## WHAT TO DO
Repeat the entries below exactly. Begin with the first line and end with the line that contains "let mut account".

## RECORDS SUPPLIED

********

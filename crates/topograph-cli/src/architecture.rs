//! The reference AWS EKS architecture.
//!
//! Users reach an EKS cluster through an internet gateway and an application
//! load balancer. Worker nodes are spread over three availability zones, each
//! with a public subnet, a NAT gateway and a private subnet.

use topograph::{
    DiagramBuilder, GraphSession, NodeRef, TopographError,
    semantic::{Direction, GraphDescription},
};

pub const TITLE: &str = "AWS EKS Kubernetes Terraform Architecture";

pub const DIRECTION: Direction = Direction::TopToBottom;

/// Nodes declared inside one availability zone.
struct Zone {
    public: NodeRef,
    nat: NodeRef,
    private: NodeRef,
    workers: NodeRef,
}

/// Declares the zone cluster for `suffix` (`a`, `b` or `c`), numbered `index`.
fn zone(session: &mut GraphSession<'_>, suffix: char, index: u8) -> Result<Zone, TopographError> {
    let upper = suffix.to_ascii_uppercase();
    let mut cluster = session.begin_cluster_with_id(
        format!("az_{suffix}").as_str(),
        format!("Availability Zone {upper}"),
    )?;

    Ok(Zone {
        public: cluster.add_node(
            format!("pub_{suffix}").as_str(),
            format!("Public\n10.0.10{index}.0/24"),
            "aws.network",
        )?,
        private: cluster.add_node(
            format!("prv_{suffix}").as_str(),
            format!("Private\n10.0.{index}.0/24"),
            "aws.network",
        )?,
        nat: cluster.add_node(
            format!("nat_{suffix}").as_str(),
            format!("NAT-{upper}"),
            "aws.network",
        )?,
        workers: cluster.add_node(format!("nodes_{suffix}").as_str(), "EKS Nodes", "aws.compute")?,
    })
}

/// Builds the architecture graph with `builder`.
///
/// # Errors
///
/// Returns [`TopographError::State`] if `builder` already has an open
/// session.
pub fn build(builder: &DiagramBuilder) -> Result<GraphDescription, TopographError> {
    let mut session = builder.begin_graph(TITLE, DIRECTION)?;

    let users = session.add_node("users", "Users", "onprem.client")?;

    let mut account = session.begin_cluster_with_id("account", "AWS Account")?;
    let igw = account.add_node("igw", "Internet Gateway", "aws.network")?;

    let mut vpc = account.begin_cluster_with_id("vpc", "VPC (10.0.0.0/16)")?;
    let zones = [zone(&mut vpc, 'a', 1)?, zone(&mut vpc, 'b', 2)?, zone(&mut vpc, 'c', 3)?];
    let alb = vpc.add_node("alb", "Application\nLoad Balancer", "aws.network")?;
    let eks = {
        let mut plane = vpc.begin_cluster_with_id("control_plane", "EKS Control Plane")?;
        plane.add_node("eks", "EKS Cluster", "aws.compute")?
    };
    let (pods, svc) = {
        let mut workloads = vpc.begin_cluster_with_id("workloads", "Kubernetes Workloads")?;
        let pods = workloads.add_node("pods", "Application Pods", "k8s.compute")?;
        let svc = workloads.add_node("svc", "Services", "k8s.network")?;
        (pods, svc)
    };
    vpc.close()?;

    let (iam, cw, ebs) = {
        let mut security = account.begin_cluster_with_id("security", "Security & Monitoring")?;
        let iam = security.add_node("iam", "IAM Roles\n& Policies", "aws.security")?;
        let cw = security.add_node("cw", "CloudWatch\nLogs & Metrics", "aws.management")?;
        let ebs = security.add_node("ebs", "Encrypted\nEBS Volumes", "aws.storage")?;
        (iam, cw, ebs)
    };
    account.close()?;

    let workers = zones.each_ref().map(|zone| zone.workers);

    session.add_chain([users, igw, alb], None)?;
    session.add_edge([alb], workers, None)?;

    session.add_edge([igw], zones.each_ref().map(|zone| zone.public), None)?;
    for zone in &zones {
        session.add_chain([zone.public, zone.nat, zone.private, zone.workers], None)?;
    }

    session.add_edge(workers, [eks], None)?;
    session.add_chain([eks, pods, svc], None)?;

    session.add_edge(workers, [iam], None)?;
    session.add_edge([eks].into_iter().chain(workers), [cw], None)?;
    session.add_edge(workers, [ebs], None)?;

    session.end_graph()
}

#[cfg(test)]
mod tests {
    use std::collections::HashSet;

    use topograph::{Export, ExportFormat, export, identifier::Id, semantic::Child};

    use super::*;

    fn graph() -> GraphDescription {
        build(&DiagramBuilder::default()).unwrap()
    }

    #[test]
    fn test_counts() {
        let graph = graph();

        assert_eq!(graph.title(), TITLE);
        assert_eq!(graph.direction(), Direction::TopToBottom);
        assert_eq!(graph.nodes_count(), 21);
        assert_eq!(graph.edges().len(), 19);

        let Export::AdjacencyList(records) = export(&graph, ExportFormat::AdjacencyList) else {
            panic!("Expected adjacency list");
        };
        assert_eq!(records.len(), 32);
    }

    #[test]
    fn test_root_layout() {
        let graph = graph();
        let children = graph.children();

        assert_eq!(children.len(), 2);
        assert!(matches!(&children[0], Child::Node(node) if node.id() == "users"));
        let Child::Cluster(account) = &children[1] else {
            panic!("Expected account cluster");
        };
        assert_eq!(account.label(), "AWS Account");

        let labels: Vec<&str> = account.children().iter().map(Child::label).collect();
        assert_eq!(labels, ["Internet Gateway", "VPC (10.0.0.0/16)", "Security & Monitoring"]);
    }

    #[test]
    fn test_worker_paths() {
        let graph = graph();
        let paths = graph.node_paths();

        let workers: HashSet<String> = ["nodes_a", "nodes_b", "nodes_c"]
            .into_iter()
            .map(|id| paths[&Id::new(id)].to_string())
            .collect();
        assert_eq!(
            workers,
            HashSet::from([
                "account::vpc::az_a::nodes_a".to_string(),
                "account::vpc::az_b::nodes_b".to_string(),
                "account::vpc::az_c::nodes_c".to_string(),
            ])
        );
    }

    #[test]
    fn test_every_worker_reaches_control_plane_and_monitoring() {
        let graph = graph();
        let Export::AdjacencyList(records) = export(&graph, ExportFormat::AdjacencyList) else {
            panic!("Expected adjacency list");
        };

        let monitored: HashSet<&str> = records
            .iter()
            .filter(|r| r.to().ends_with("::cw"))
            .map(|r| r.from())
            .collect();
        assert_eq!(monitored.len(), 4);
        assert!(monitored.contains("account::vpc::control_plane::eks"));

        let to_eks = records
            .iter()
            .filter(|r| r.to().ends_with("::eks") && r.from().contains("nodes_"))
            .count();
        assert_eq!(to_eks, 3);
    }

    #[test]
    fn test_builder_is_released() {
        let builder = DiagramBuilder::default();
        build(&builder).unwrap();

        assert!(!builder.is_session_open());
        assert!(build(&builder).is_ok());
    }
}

********

## COMPLETED EXERCISE
filename crates/topograph-cli/src/architecture.rs
//! The reference AWS EKS architecture.
//!
//! Users reach an EKS cluster through an internet gateway and an application
//! load balancer. Worker nodes are spread over three availability zones, each
//! with a public subnet, a NAT gateway and a private subnet.

use topograph::{
    DiagramBuilder, GraphSession, NodeRef, TopographError,
    semantic::{Direction, GraphDescription},
};

pub const TITLE: &str = "AWS EKS Kubernetes Terraform Architecture";

pub const DIRECTION: Direction = Direction::TopToBottom;

/// Nodes declared inside one availability zone.
struct Zone {
    public: NodeRef,
    nat: NodeRef,
    private: NodeRef,
    workers: NodeRef,
}

/// Declares the zone cluster for `suffix` (`a`, `b` or `c`), numbered `index`.
fn zone(session: &mut GraphSession<'_>, suffix: char, index: u8) -> Result<Zone, TopographError> {
    let upper = suffix.to_ascii_uppercase();
    let mut cluster = session.begin_cluster_with_id(
        format!("az_{suffix}").as_str(),
        format!("Availability Zone {upper}"),
    )?;

    Ok(Zone {
        public: cluster.add_node(
            format!("pub_{suffix}").as_str(),
            format!("Public\n10.0.10{index}.0/24"),
            "aws.network",
        )?,
        private: cluster.add_node(
            format!("prv_{suffix}").as_str(),
            format!("Private\n10.0.{index}.0/24"),
            "aws.network",
        )?,
        nat: cluster.add_node(
            format!("nat_{suffix}").as_str(),
            format!("NAT-{upper}"),
            "aws.network",
        )?,
        workers: cluster.add_node(format!("nodes_{suffix}").as_str(), "EKS Nodes", "aws.compute")?,
    })
}

/// Builds the architecture graph with `builder`.
///
/// # Errors
///
/// Returns [`TopographError::State`] if `builder` already has an open
/// session.
pub fn build(builder: &DiagramBuilder) -> Result<GraphDescription, TopographError> {
    let mut session = builder.begin_graph(TITLE, DIRECTION)?;

    let users = session.add_node("users", "Users", "onprem.client")?;

    let mut account = session.begin_cluster_with_id("account", "AWS Account")?;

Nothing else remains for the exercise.